__WHAT YOU ARE ASKED TO DO__
Locate, in the data below, the line that contains "filename fotobatch-common/src/mappings.rs" and the line that contains "per entry and"; reproduce exactly those two lines and every line between them, nothing more.

===== RECORDS TO PROCESS =====

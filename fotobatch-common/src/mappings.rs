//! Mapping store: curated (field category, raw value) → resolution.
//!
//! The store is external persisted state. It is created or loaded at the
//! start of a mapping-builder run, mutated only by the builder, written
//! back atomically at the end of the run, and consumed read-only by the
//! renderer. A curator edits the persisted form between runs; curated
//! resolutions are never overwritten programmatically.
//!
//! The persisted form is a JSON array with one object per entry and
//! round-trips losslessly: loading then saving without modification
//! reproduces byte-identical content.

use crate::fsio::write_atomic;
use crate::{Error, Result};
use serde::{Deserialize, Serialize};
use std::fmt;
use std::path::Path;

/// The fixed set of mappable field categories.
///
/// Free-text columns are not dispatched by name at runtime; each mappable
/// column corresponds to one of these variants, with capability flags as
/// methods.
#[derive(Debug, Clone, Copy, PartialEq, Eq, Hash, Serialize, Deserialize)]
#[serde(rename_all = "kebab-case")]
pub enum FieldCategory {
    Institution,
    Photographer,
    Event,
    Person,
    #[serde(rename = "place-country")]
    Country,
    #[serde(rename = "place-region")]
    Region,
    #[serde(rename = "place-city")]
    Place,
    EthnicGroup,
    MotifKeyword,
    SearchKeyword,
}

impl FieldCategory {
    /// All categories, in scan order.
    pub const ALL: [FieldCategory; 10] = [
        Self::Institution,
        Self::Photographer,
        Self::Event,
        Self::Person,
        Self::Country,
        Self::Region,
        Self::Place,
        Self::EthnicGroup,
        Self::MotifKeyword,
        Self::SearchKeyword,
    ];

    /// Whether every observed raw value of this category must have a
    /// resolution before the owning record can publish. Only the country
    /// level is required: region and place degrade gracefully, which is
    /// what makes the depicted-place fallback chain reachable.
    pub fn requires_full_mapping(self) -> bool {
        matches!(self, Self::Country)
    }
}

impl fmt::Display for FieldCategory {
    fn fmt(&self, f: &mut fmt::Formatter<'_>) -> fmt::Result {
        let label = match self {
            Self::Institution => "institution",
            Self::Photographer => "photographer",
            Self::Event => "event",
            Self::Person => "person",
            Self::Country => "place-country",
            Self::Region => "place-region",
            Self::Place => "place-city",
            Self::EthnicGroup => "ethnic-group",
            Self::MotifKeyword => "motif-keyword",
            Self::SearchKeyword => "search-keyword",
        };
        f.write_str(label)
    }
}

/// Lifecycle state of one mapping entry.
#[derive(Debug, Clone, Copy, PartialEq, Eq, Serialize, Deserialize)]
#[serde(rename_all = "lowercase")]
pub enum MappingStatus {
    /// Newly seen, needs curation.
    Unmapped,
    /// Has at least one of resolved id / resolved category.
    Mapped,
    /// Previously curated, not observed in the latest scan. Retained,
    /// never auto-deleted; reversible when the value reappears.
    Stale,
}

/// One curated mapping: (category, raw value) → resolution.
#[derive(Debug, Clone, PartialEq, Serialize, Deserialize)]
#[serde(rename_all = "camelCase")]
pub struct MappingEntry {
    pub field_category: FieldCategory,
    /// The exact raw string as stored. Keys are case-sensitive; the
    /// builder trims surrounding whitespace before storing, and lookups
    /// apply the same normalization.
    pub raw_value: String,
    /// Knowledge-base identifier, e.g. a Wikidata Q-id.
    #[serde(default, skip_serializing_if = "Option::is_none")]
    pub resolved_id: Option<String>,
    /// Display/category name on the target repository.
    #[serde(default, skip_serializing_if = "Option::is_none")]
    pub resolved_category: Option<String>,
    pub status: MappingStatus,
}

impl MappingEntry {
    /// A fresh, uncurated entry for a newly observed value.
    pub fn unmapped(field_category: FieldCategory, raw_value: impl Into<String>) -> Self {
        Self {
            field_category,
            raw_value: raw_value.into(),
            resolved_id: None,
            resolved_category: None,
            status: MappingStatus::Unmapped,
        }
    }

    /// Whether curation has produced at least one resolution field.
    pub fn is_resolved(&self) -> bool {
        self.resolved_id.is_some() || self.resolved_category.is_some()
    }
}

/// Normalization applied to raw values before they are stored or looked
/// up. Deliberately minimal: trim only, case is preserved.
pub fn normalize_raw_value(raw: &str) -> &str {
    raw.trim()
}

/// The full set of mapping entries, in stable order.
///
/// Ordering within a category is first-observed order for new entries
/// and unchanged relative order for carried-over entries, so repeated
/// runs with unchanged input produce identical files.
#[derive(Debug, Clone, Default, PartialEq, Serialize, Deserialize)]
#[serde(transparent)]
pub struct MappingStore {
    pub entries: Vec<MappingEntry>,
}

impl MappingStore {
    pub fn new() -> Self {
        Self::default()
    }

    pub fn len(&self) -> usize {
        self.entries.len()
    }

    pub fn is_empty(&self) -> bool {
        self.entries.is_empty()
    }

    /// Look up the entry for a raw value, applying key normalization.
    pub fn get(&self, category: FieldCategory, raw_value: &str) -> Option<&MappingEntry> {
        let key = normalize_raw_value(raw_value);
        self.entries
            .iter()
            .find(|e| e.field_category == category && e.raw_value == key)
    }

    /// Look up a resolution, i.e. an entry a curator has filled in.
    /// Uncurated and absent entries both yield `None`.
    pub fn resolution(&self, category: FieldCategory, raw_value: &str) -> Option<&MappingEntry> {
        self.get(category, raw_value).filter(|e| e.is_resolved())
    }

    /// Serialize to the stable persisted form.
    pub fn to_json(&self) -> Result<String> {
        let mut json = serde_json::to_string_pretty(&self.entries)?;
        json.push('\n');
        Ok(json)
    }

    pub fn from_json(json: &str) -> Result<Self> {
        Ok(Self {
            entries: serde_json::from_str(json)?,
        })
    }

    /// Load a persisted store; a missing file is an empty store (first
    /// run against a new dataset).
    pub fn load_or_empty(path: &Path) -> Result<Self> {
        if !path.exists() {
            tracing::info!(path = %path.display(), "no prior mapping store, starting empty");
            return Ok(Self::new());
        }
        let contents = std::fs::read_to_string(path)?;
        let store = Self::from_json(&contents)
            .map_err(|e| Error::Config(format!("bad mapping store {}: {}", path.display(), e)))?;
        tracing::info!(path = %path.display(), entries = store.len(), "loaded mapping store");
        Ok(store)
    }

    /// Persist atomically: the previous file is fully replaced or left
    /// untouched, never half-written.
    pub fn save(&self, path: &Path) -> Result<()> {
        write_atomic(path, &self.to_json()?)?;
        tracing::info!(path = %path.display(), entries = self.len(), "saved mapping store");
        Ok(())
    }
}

=====
===== RECORDS TO PROCESS =====

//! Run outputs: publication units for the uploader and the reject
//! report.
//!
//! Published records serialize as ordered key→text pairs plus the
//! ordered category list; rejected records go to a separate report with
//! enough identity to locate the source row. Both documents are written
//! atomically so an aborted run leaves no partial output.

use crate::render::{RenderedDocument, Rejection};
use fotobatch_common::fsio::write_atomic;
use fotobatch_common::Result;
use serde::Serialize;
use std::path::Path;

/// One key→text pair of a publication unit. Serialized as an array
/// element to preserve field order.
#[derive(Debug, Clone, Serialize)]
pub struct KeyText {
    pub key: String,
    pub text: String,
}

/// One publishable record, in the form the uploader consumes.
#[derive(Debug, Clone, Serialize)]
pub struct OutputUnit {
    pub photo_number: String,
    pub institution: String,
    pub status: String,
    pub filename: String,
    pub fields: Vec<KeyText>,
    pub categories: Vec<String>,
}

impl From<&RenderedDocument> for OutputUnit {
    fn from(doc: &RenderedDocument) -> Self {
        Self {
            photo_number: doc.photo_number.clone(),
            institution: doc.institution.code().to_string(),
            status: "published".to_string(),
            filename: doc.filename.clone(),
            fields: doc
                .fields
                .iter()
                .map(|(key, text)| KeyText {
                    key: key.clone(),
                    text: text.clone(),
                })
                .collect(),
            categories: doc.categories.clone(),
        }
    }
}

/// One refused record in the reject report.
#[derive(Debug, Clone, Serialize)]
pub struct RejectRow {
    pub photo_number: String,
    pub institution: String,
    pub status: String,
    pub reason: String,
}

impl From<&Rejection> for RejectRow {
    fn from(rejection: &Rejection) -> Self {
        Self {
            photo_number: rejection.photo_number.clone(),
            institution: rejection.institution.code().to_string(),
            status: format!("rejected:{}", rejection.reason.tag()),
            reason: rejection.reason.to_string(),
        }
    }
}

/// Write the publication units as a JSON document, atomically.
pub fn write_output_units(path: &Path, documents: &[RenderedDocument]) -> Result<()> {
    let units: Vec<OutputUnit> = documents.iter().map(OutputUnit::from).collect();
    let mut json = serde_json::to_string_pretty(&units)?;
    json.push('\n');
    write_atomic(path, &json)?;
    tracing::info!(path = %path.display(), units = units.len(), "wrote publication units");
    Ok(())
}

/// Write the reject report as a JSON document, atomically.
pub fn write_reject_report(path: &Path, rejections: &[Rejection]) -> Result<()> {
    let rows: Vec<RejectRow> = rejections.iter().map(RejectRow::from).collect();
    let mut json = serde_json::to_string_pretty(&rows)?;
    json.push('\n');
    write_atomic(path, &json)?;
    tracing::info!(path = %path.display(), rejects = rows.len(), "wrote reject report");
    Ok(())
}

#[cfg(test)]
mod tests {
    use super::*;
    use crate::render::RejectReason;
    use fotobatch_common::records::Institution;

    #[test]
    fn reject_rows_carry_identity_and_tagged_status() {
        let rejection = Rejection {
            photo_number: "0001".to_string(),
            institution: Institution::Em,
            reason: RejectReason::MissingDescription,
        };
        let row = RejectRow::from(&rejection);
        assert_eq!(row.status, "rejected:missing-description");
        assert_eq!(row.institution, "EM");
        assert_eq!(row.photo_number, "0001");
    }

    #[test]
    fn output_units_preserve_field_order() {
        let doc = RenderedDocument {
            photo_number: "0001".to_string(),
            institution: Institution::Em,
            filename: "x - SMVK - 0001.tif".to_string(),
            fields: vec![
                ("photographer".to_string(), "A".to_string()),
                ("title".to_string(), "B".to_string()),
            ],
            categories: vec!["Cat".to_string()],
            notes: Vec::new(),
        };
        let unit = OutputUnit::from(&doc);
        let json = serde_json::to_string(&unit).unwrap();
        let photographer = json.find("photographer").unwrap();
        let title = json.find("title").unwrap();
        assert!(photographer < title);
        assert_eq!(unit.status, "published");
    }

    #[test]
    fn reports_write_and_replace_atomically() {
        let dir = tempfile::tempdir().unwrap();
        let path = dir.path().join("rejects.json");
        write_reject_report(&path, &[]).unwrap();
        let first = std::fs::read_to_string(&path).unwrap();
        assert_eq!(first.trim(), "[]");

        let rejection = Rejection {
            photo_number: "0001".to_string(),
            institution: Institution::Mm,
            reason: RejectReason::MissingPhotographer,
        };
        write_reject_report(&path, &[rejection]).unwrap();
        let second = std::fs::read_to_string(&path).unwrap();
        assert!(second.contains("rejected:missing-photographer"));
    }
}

=====
===== RECORDS TO PROCESS =====

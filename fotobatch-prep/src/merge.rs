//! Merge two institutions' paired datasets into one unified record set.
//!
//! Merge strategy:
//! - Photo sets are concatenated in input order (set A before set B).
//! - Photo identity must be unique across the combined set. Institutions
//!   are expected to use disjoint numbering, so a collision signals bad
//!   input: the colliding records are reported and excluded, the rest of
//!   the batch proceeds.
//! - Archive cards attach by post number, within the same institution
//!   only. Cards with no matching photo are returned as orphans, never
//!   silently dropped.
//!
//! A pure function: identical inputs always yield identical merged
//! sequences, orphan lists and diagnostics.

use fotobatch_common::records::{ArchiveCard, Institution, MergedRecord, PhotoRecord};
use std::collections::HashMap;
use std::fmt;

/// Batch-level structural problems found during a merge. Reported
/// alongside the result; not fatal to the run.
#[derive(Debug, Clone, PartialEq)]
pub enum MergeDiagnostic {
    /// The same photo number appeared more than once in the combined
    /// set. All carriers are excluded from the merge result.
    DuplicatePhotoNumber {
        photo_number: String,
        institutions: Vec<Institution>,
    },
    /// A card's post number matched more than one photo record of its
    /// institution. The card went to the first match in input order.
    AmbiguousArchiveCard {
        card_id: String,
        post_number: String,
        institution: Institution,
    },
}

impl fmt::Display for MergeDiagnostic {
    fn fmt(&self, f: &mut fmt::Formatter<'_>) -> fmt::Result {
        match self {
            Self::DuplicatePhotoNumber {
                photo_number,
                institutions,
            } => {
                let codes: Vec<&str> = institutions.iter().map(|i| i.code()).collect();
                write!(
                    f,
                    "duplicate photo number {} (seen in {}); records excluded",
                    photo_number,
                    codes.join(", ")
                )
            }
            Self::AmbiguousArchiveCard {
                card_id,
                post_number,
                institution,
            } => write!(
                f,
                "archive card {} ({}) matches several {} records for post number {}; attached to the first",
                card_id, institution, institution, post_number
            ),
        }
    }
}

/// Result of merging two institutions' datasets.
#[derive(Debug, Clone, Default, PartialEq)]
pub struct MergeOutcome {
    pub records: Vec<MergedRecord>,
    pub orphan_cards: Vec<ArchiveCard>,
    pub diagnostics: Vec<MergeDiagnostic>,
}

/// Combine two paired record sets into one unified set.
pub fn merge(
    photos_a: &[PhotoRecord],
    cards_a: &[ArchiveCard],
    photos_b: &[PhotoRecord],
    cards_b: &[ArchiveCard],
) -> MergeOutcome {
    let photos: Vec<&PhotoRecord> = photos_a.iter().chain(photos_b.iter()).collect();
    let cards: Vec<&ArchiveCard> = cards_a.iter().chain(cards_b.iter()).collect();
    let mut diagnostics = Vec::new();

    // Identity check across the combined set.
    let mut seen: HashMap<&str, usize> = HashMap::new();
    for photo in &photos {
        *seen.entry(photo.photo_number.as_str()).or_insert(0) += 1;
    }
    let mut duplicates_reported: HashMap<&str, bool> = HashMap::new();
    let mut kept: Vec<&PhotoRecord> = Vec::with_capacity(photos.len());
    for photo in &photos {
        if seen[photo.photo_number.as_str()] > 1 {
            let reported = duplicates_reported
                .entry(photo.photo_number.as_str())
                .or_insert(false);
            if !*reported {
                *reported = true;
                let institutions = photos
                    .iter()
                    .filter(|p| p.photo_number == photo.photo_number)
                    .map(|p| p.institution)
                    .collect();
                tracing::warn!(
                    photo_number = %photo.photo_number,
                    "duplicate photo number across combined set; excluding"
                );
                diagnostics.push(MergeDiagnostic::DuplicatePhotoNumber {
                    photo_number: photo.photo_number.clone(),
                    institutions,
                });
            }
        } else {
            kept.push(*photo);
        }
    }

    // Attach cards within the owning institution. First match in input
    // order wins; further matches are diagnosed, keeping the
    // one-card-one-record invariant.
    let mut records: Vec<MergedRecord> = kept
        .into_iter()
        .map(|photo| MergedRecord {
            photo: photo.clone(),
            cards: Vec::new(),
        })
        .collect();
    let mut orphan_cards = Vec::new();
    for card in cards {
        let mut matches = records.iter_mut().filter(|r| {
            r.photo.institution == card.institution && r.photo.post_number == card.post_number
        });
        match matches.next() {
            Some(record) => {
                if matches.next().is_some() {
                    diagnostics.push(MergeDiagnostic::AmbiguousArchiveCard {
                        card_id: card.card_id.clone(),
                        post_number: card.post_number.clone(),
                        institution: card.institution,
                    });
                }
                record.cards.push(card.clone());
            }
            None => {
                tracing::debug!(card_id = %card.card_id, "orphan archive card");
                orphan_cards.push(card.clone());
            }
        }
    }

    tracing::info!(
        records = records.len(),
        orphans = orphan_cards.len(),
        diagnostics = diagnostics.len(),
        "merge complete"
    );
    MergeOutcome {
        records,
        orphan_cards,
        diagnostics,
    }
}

=====

__ANSWER TO THE PROBLEM__
filename fotobatch-common/src/mappings.rs
//! Mapping store: curated (field category, raw value) → resolution.
//!
//! The store is external persisted state. It is created or loaded at the
//! start of a mapping-builder run, mutated only by the builder, written
//! back atomically at the end of the run, and consumed read-only by the
//! renderer. A curator edits the persisted form between runs; curated
//! resolutions are never overwritten programmatically.
//!
//! The persisted form is a JSON array with one object per entry and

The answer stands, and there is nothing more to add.